I'm told that Ovenbird Books' new web site should be up and running in the next week or so, and Dear Boy is set to release shortly thereafter in print (so many considerations in the first stages of founding a press and its first releases!). And, ironically, today is the Boy's birthday, in honor of which I'm posting an excerpt, the memoir's opening letter:

Dear Boy,     
I wrote you an email last year, addressed to your tattoo shop. Did you ever get it? It was about our cousin’s wedding—you were invited, but she didn’t know where to send the invitation. You know, your house really was out in the middle of nowhere. How many houses are there in that tiny town, anyway—five? And a church? And some railroad tracks? And just a little bit up from the churchyard, that narrow country road where you landed after flying out of a car.
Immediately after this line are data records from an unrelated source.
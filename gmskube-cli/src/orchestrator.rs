//! Instance lifecycle orchestrator
//!
//! Each operation is a fixed sequence of steps against the cluster, the
//! package tool and the loader service. The first failing step ends the
//! operation; nothing that changed the cluster is retried or rolled back.

pub mod facts;
pub mod values;


use std::sync::Arc;
use std::time::Duration;

use chrono::{SecondsFormat, Utc};
use snafu::{OptionExt, ResultExt, ensure};
use tokio::time::sleep;
use tracing::{info, warn};

use crate::cluster::{ClusterClient, NamespaceSpec};
use crate::dataload::{DataLoadClient, DataLoadRequest, LoadEndpoint, loader_url};
use crate::error::{
    AugmentationSnafu, ClusterSnafu, DataLoadAfterApplySnafu, DataLoadSnafu, HelmGetValuesSnafu,
    HelmInstallSnafu, HelmListSnafu, HelmUpgradeSnafu, IoSnafu, MissingConfigOverrideSnafu,
    MissingTagSnafu, NamespaceDeleteSnafu, NamespaceExistsSnafu, PackageSnafu, ReleaseListSnafu,
    Result,
};
use crate::helm::{self, PackageManager, ReleaseAction, ReleaseCommand, ReleaseSummary};
use crate::ingress::IngressRoute;
use crate::instance::{InstanceType, rescope_sets};
use crate::labels;
use crate::listing::{InstanceRow, ListFilter, select_rows};
use crate::settings::{DryRun, InstanceSettings};
use facts::ClusterFacts;

/// Upper bound on waiting for a deleted namespace to disappear
pub const NAMESPACE_DELETE_TIMEOUT: Duration = Duration::from_secs(600);

/// Log drain progress every this many polls
const DRAIN_PROGRESS_EVERY: u64 = 15;

/// Runs lifecycle operations for one instance at a time
pub struct Orchestrator {
    cluster: Arc<dyn ClusterClient>,
    packages: Arc<dyn PackageManager>,
    loader: DataLoadClient,
}

impl Orchestrator {
    pub fn new(
        cluster: Arc<dyn ClusterClient>,
        packages: Arc<dyn PackageManager>,
        loader: DataLoadClient,
    ) -> Self {
        Self {
            cluster,
            packages,
            loader,
        }
    }

    /// Create the namespace, install the chart, then load configuration
    pub async fn install(&self, settings: &InstanceSettings) -> Result<()> {
        ensure!(settings.image_tag.is_some(), MissingTagSnafu);
        let name = settings.name.as_str();
        let instance_type = facts::instance_type(self.cluster.as_ref(), settings).await?;

        info!("Installing {name}");
        let facts = ClusterFacts::fetch(self.cluster.as_ref(), settings, settings.istio).await?;
        info!("Ingress port: {}", facts.ingress_port);

        if !settings.dry_run.is_on() {
            info!("Setting up namespace {name}");
            self.create_namespace(settings, instance_type, facts.istio)
                .await?;
        }

        for augmentation in &settings.augmentations {
            info!("Enabling augmentation {augmentation}");
        }

        let command = ReleaseCommand {
            action: if settings.dry_run == DryRun::Local {
                ReleaseAction::Template
            } else {
                ReleaseAction::Install
            },
            release: name.to_string(),
            chart: settings.chart_ref(instance_type),
            namespace: settings.namespace().to_string(),
            timeout_minutes: settings.timeout_minutes,
            values: values::install_values(settings, instance_type, &facts),
            dry_run: settings.dry_run.is_on(),
        };

        info!("Running helm install");
        let output = self.packages.apply(&command).await.context(PackageSnafu)?;
        ensure!(
            output.success(),
            HelmInstallSnafu {
                name,
                stderr: output.stderr
            }
        );

        // Nothing was deployed, so there is nothing to load
        if settings.dry_run.is_on() {
            return Ok(());
        }

        info!("Beginning data load");
        let request = load_request(settings, &facts, LoadEndpoint::Load);
        self.loader
            .run_data_load(self.cluster.as_ref(), &request)
            .await
            .context(DataLoadAfterApplySnafu { name })?;

        info!("To list ingress routes for this instance, run `gmskube ingress {name}`");
        info!("{name} installed successfully!");
        Ok(())
    }

    /// Upgrade the release in place, layering its current values over the
    /// chart defaults
    pub async fn upgrade(&self, settings: &InstanceSettings) -> Result<()> {
        ensure!(settings.image_tag.is_some(), MissingTagSnafu);
        let name = settings.name.as_str();

        info!("Upgrading {name}");
        let instance_type = facts::instance_type(self.cluster.as_ref(), settings).await?;
        info!("Instance type is: {instance_type}");

        info!("Getting existing helm values");
        let existing = self
            .packages
            .get_values(name, settings.namespace())
            .await
            .context(PackageSnafu)?;
        ensure!(
            existing.success(),
            HelmGetValuesSnafu {
                name,
                stderr: existing.stderr
            }
        );

        info!("Saving existing helm values to a temporary file");
        let saved = helm::save_values(&existing.stdout).context(IoSnafu {
            path: std::env::temp_dir(),
        })?;

        for augmentation in &settings.augmentations {
            info!("Enabling augmentation {augmentation}");
        }

        let command = ReleaseCommand {
            action: ReleaseAction::Upgrade,
            release: name.to_string(),
            chart: settings.chart_ref(instance_type),
            namespace: settings.namespace().to_string(),
            timeout_minutes: settings.timeout_minutes,
            values: values::upgrade_values(settings, instance_type, saved.path()),
            dry_run: settings.dry_run.is_on(),
        };

        info!("Running helm upgrade");
        let output = self.packages.apply(&command).await.context(PackageSnafu)?;
        ensure!(
            output.success(),
            HelmUpgradeSnafu {
                name,
                stderr: output.stderr
            }
        );

        info!("{name} upgrade complete!");
        Ok(())
    }

    /// Uninstall the release, wait for its workloads to drain, then delete
    /// the namespace unless it is being reused
    pub async fn uninstall(&self, settings: &InstanceSettings) -> Result<()> {
        let name = settings.name.as_str();
        let namespace = settings.namespace();
        info!("Uninstalling {name}");

        info!("Running helm uninstall");
        let output = self
            .packages
            .uninstall(name, namespace)
            .await
            .context(PackageSnafu)?;

        if output.success() {
            self.wait_for_drain(settings).await?;
        } else {
            warn!("Helm uninstall unsuccessful.");
        }

        if !settings.reuse_namespace {
            info!("Deleting namespace");
            self.cluster
                .delete_namespace(namespace, NAMESPACE_DELETE_TIMEOUT)
                .await
                .context(NamespaceDeleteSnafu { name })?;
        }

        info!("{name} uninstall complete!");
        Ok(())
    }

    /// Run a reduced data load with new overrides, then restart the
    /// deployments that only read configuration at startup
    pub async fn reconfigure(&self, settings: &InstanceSettings) -> Result<()> {
        settings
            .config_override
            .as_ref()
            .context(MissingConfigOverrideSnafu)?;
        let name = settings.name.as_str();
        let namespace = settings.namespace();

        info!("Reconfiguring {name}");
        let istio = facts::namespace_istio(self.cluster.as_ref(), namespace).await?;
        info!("Instance istio status: {istio}");
        let facts = ClusterFacts::fetch(self.cluster.as_ref(), settings, istio).await?;
        info!("Ingress port: {}", facts.ingress_port);

        info!("Beginning data load");
        let request = load_request(settings, &facts, LoadEndpoint::Reload);
        self.loader
            .run_data_load(self.cluster.as_ref(), &request)
            .await
            .context(DataLoadSnafu)?;

        info!("Rollout restart deployments");
        info!(
            "Getting list of deployments with label `{}`",
            labels::RESTART_AFTER_RECONFIG_SELECTOR
        );
        let deployments = self
            .cluster
            .list_deployments(namespace, labels::RESTART_AFTER_RECONFIG_SELECTOR)
            .await
            .context(ClusterSnafu)?;

        let restarted_at = Utc::now().to_rfc3339_opts(SecondsFormat::Micros, true);
        for deployment in &deployments {
            info!("Restarting deployment {deployment}");
            self.cluster
                .restart_deployment(namespace, deployment, &restarted_at)
                .await
                .context(ClusterSnafu)?;
        }

        info!("{name} reconfig complete!");
        Ok(())
    }

    /// Enable one augmentation on a running instance. `settings.sets` are
    /// scoped to the augmentation's values.
    pub async fn apply_augmentation(
        &self,
        settings: &InstanceSettings,
        augmentation: &str,
    ) -> Result<()> {
        let name = settings.name.as_str();
        info!("Applying augmentation `{augmentation}` to instance `{name}`.");

        let mut scoped = settings.clone();
        scoped.sets = rescope_sets(augmentation, &settings.sets);
        scoped.augmentations = vec![augmentation.to_string()];

        self.upgrade(&scoped)
            .await
            .map_err(Box::new)
            .context(AugmentationSnafu {
                action: "apply",
                augmentation,
                name,
            })?;

        info!("Augmentation '{augmentation}' successfully applied to {name}");
        Ok(())
    }

    pub async fn delete_augmentation(
        &self,
        settings: &InstanceSettings,
        augmentation: &str,
    ) -> Result<()> {
        let name = settings.name.as_str();
        info!("Deleting augmentation `{augmentation}` from instance `{name}`.");

        let mut scoped = settings.clone();
        scoped.sets = rescope_sets(augmentation, &settings.sets);
        scoped
            .sets
            .push(format!("augmentation.{augmentation}.enabled=false"));
        scoped.augmentations.clear();

        self.upgrade(&scoped)
            .await
            .map_err(Box::new)
            .context(AugmentationSnafu {
                action: "delete",
                augmentation,
                name,
            })?;

        info!("Augmentation `{augmentation}` successfully deleted from instance `{name}`.");
        Ok(())
    }

    /// Releases joined with the metadata labels of their `gms` config maps
    pub async fn list(&self, filter: &ListFilter) -> Result<Vec<InstanceRow>> {
        let output = self.packages.list().await.context(PackageSnafu)?;
        ensure!(
            output.success(),
            HelmListSnafu {
                stderr: output.stderr
            }
        );

        let stdout = output.stdout.trim();
        let releases: Vec<ReleaseSummary> = if stdout.is_empty() {
            Vec::new()
        } else {
            serde_json::from_str(stdout).context(ReleaseListSnafu)?
        };

        let config_labels = self
            .cluster
            .gms_config_map_labels()
            .await
            .context(ClusterSnafu)?;

        select_rows(&releases, &config_labels, filter)
    }

    /// Routes published by a running instance, optionally only those of
    /// one service
    pub async fn ingress_routes(
        &self,
        settings: &InstanceSettings,
        service: Option<&str>,
    ) -> Result<Vec<IngressRoute>> {
        let namespace = settings.namespace();
        let istio = facts::namespace_istio(self.cluster.as_ref(), namespace).await?;
        let facts = ClusterFacts::fetch(self.cluster.as_ref(), settings, istio).await?;

        let rules = self
            .cluster
            .list_routes(namespace, istio)
            .await
            .context(ClusterSnafu)?;

        Ok(rules
            .iter()
            .filter(|rule| service.is_none_or(|s| rule.service == s))
            .map(|rule| IngressRoute::from_rule(rule, &facts.ingress_port, istio))
            .collect())
    }

    async fn create_namespace(
        &self,
        settings: &InstanceSettings,
        instance_type: InstanceType,
        istio: bool,
    ) -> Result<()> {
        let spec = NamespaceSpec::for_instance(&settings.name, instance_type.as_str(), istio);
        if istio {
            info!("Adding `istio-injection=enabled` label.");
        }

        match self.cluster.create_namespace(&spec).await {
            Ok(()) => Ok(()),
            Err(e) if e.is_conflict() && settings.reuse_namespace => {
                self.cluster
                    .patch_namespace(&spec)
                    .await
                    .context(ClusterSnafu)
            }
            Err(e) if e.is_conflict() => NamespaceExistsSnafu {
                name: settings.name.as_str(),
            }
            .fail(),
            Err(source) => Err(source).context(ClusterSnafu),
        }
    }

    /// `helm uninstall` returns before its objects are gone. Poll until
    /// nothing carrying the helm management label is left, or warn after
    /// the timeout.
    async fn wait_for_drain(&self, settings: &InstanceSettings) -> Result<()> {
        let polls = settings.wait.polls_within(settings.timeout());

        for poll in 0..polls {
            let remaining = self
                .cluster
                .count_managed_workloads(settings.namespace())
                .await
                .context(ClusterSnafu)?;
            if remaining == 0 {
                return Ok(());
            }

            if poll % DRAIN_PROGRESS_EVERY == 0 {
                info!("Waiting for helm resources to terminate, {remaining} resources remaining");
            }
            sleep(settings.wait.poll_interval).await;
        }

        warn!("Timed out waiting for helm resources to terminate");
        Ok(())
    }
}

fn load_request(
    settings: &InstanceSettings,
    facts: &ClusterFacts,
    endpoint: LoadEndpoint,
) -> DataLoadRequest {
    let base_url = settings.loader_url.clone().unwrap_or_else(|| {
        loader_url(&settings.name, &facts.base_domain, &facts.ingress_port)
    });

    DataLoadRequest {
        namespace: settings.namespace().to_string(),
        base_url,
        endpoint,
        timeout: settings.timeout(),
        override_root: settings.config_override.clone(),
    }
}
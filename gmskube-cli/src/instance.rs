//! Instance identity: names, types and augmentations.

use std::fmt;
use std::path::PathBuf;

use regex::Regex;
use serde::{Deserialize, Serialize};
use snafu::ensure;

use crate::error::{InvalidInstanceNameSnafu, Result};

/// Augmentations that may be layered onto an instance.
pub const AUGMENTATIONS: &[&str] = &[
    "bastion",
    "bridged-data-source-simulator",
    "javadoc",
    "jest",
    "minio-test-reports",
    "mock-data-server",
    "mock-waveform-service",
    "oracle",
    "swagger",
];

/// Hostname label rule (RFC 1123), limited to 3-128 characters.
const INSTANCE_NAME_PATTERN: &str = r"^[a-z0-9][a-z0-9-]{1,126}[a-z0-9]$";

/// The kind of package an instance deploys
#[derive(Debug, Clone, Copy, PartialEq, Eq, Hash, Serialize, Deserialize, clap::ValueEnum)]
#[serde(rename_all = "lowercase")]
pub enum InstanceType {
    Ian,
    Keycloak,
    Logging,
    /// A local chart directory rather than a packaged type
    #[value(skip)]
    Custom,
}

impl InstanceType {
    pub fn as_str(self) -> &'static str {
        match self {
            Self::Ian => "ian",
            Self::Keycloak => "keycloak",
            Self::Logging => "logging",
            Self::Custom => "custom",
        }
    }

    /// Parse the `gms/type` label value
    pub fn from_label(value: &str) -> Option<Self> {
        match value {
            "ian" => Some(Self::Ian),
            "keycloak" => Some(Self::Keycloak),
            "logging" => Some(Self::Logging),
            "custom" => Some(Self::Custom),
            _ => None,
        }
    }

    /// Whether value groups for `category` apply. Custom charts receive
    /// every group.
    pub fn includes(self, category: Self) -> bool {
        self == category || self == Self::Custom
    }
}

impl fmt::Display for InstanceType {
    fn fmt(&self, f: &mut fmt::Formatter<'_>) -> fmt::Result {
        f.write_str(self.as_str())
    }
}

/// Where the chart for an instance comes from
#[derive(Debug, Clone, PartialEq, Eq)]
pub enum ChartSource {
    /// A packaged chart named after the type under the deploy directory
    Type(InstanceType),
    /// A local chart directory
    Custom(PathBuf),
    /// Whatever type the running instance recorded in its `gms` config map
    Installed,
}

impl ChartSource {
    /// The type known without asking the cluster
    pub fn known_type(&self) -> Option<InstanceType> {
        match self {
            Self::Type(t) => Some(*t),
            Self::Custom(_) => Some(InstanceType::Custom),
            Self::Installed => None,
        }
    }
}

/// Maximum length of an image tag slug
const TAG_MAX_LEN: usize = 63;

/// Normalize a branch or tag name the way CI derives image tags: lowercase,
/// anything but `0-9a-z` replaced by `-`, at most 63 characters, and no
/// leading or trailing `-`.
pub fn slugify_tag(tag: &str) -> String {
    let slug: String = tag
        .to_lowercase()
        .chars()
        .map(|c| if c.is_ascii_lowercase() || c.is_ascii_digit() { c } else { '-' })
        .take(TAG_MAX_LEN)
        .collect();
    slug.trim_matches('-').to_string()
}

/// `--set` values must be `key=value`
pub fn validate_set(value: &str) -> Result<String, String> {
    match value.split_once('=') {
        Some((key, _)) if !key.trim().is_empty() => Ok(value.to_string()),
        _ => Err(format!("'{value}' is not of the form KEY=VALUE")),
    }
}

/// Check that `name` can be used as a namespace and DNS label.
///
/// Instance names are 3-128 characters of lowercase letters, digits and
/// hyphens, and may not start or end with a hyphen.
pub fn validate_instance_name(name: &str) -> Result<()> {
    let valid = Regex::new(INSTANCE_NAME_PATTERN).is_ok_and(|re| re.is_match(name));
    ensure!(valid, InvalidInstanceNameSnafu { name });
    Ok(())
}

pub fn is_known_augmentation(name: &str) -> bool {
    AUGMENTATIONS.contains(&name)
}

/// Place `key=value` overrides under an augmentation's value scope.
pub fn rescope_sets(augmentation: &str, sets: &[String]) -> Vec<String> {
    sets.iter()
        .map(|set| format!("augmentation.{augmentation}.{set}"))
        .collect()
}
You never saw this house I live in, and you’d been living in your home for years before I ever visited. We weren’t too busy, but were we scared to act like brother and sister? Today I was thinking that it’s still July, a few weeks before your blood marked the gravel with a great brown stain, but the leaves on the silver maple in my front yard have turned sunny gold speckled with mildew. Meaning the accident already happened. Too late for me to ask you how the distance between us unfurled, why your once-tight grip on my hand loosened into a flat, retracted palm.
Too late now—but death demands an account. The closer the death, the more detailed its demands. And all this accounting I must do with you, Boy, is like sending a hundred years’ worth of birthday cards and getting none in return. But so it will be. I have no other way to speak to you.